▶ [TASK PROMPT]
Everything before the line containing "assert_eq!(decoded, rich);" is to be left out; repeat that line and all lines after it exactly, to the end of the data.

--------------------------------

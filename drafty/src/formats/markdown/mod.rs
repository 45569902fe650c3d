//! Markdown output format
//!
//! Renders a document back into the markup a user would type to produce it, which is
//! close to Markdown. Used to prefill an editor when a message is edited, and to copy
//! a message to the clipboard.
//!
//! # Element Mapping Table
//!
//! | Drafty kind     | Output                | Notes                                      |
//! |-----------------|-----------------------|--------------------------------------------|
//! | Strong          | `*text*`              |                                            |
//! | Emphasized      | `_text_`              |                                            |
//! | Deleted         | `~text~`              |                                            |
//! | Code            | `` `text` ``          |                                            |
//! | LineBreak       | newline               |                                            |
//! | Link            | `[text](url)`         | text only with `plain-links`               |
//! | Link (bare)     | `_[text](url)_`       | auto-detected domain, `url = http://text`  |
//! | Mention         | `@text`               | `@` added only when missing                |
//! | Hashtag         | `#text`               | `#` added only when missing                |
//! | Other kinds     | content               |                                            |
//! | Void kinds      | nothing               | attachments, hidden content                |
//!
//! # Lossy Conversions
//!
//! Media, buttons, forms and quotes have no markup, so only their text survives. Parsing
//! the output again recovers styles and auto-detected entities, but not link targets that
//! differ from their text.
//!
//! # Options
//!
//! - `plain-links`: write links as their text only

pub mod serializer;

use crate::error::FormatError;
use crate::format::{bool_option, check_options, Format};
use crate::model::Document;
use std::collections::HashMap;

pub use serializer::{to_markdown, MarkdownFormatter};

/// Format implementation for Markdown-like markup
pub struct MarkdownFormat;

impl Format for MarkdownFormat {
    fn name(&self) -> &str {
        "markdown"
    }

    fn description(&self) -> &str {
        "Markdown-like message markup"
    }

    fn file_extensions(&self) -> &[&str] {
        &["md", "markdown"]
    }

    fn supports_serialization(&self) -> bool {
        true
    }

    fn serialize(&self, doc: &Document) -> Result<String, FormatError> {
        Ok(to_markdown(doc, false))
    }

    fn serialize_with_options(
        &self,
        doc: &Document,
        options: &HashMap<String, String>,
    ) -> Result<String, FormatError> {
        check_options(self.name(), options, &["plain-links"])?;
        Ok(to_markdown(doc, bool_option(options, "plain-links")?))
    }
}
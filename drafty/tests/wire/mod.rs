//! Wire format tests

use drafty::{parse, Document, Entity, Span, SpanKind, Value};
use serde_json::json;

#[test]
fn test_plain_document_is_raw_text() {
    let doc = Document::from_plain_text("just text");
    assert_eq!(doc.serialize(), "just text");
    assert_eq!(Document::deserialize("just text"), doc);
}

#[test]
fn test_round_trip_preserves_equality() {
    let doc = parse("*hi* @bob, see tinode.co\n`code`");
    let wire = doc.serialize();
    assert_eq!(Document::deserialize(&wire), doc);
}

#[test]
fn test_wire_shape() {
    let doc = parse("hi @bob");
    let json: serde_json::Value = serde_json::from_str(&doc.serialize()).unwrap();
    assert_eq!(
        json,
        json!({
            "txt": "hi @bob",
            "fmt": [{"at": 3, "len": 4, "key": 0}],
            "ent": [{"tp": "MN", "data": {"val": "bob"}}]
        })
    );
}

#[test]
fn test_deserialize_is_lenient() {
    assert_eq!(Document::deserialize("{broken"), Document::from_plain_text("{broken"));
    assert_eq!(Document::deserialize("42"), Document::from_plain_text("42"));
    assert_eq!(
        Document::deserialize(r#""quoted""#),
        Document::from_plain_text("quoted")
    );

    let doc = Document::deserialize(
        r#"{"txt":"abc","fmt":[{"at":0,"len":-2,"tp":"ST"},{"at":1,"len":1,"tp":"EM"}]}"#,
    );
    assert_eq!(doc.spans(), &[Span::styled(SpanKind::Emphasized, 1, 1)]);
}

#[test]
fn test_missing_fields_default() {
    let doc = Document::deserialize(r#"{"fmt":[{"len":1}],"ent":[{"tp":"LN","data":{"url":"x"}}]}"#);
    assert_eq!(doc.text(), "");
    assert_eq!(doc.spans(), &[Span::anchor(0, 1, 0)]);
    assert_eq!(doc.entities(), &[Entity::link("x")]);
}

#[test]
fn test_sentinel_attachment_and_base64_payload() {
    let doc = Document::deserialize(
        r#"{"txt":"","fmt":[{"at":-1}],"ent":[{"tp":"EX","data":{"mime":"text/plain","val":"aGVsbG8="}}]}"#,
    );
    assert_eq!(doc.spans(), &[Span::sentinel(0)]);
    assert_eq!(
        doc.entities()[0].get("val"),
        Some(&Value::Bytes(b"hello".to_vec()))
    );

    let again = Document::deserialize(&doc.serialize());
    assert_eq!(again, doc);
}

#[test]
fn test_unknown_kinds_are_kept() {
    let wire = r#"{"txt":" ","fmt":[{"at":0,"len":1}],"ent":[{"tp":"VC","data":{"state":"missed"}}]}"#;
    let doc = Document::deserialize(wire);
    assert_eq!(doc.entities()[0].kind, SpanKind::Unknown("VC".to_string()));
    assert_eq!(Document::deserialize(&doc.serialize()), doc);
}

#[test]
fn test_serde_integration() {
    let plain = Document::from_plain_text("hey");
    assert_eq!(serde_json::to_string(&plain).unwrap(), r#""hey""#);

    let rich = parse("*hey*");
    let encoded = serde_json::to_string(&rich).unwrap();
    let decoded: Document = serde_json::from_str(&encoded).unwrap();
    assert_eq!(decoded, rich);

    assert!(serde_json::from_str::<Document>("[1, 2]").is_err());
}

#[test]
fn test_references() {
    let doc = Document::from_plain_text("x")
        .attach_file(drafty::FileSpec {
            reference: Some("/v0/file/s/abc".to_string()),
            ..Default::default()
        })
        .unwrap();
    assert_eq!(doc.references(), vec!["/v0/file/s/abc"]);
}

--------------------------------

▶ [ANSWER BOX]
    assert_eq!(decoded, rich);

    assert!(serde_json::from_str::<Document>("[1, 2]").is_err());
}

#[test]
fn test_references() {
    let doc = Document::from_plain_text("x")
        .attach_file(drafty::FileSpec {
            reference: Some("/v0/file/s/abc".to_string()),
            ..Default::default()
        })
        .unwrap();
    assert_eq!(doc.references(), vec!["/v0/file/s/abc"]);
}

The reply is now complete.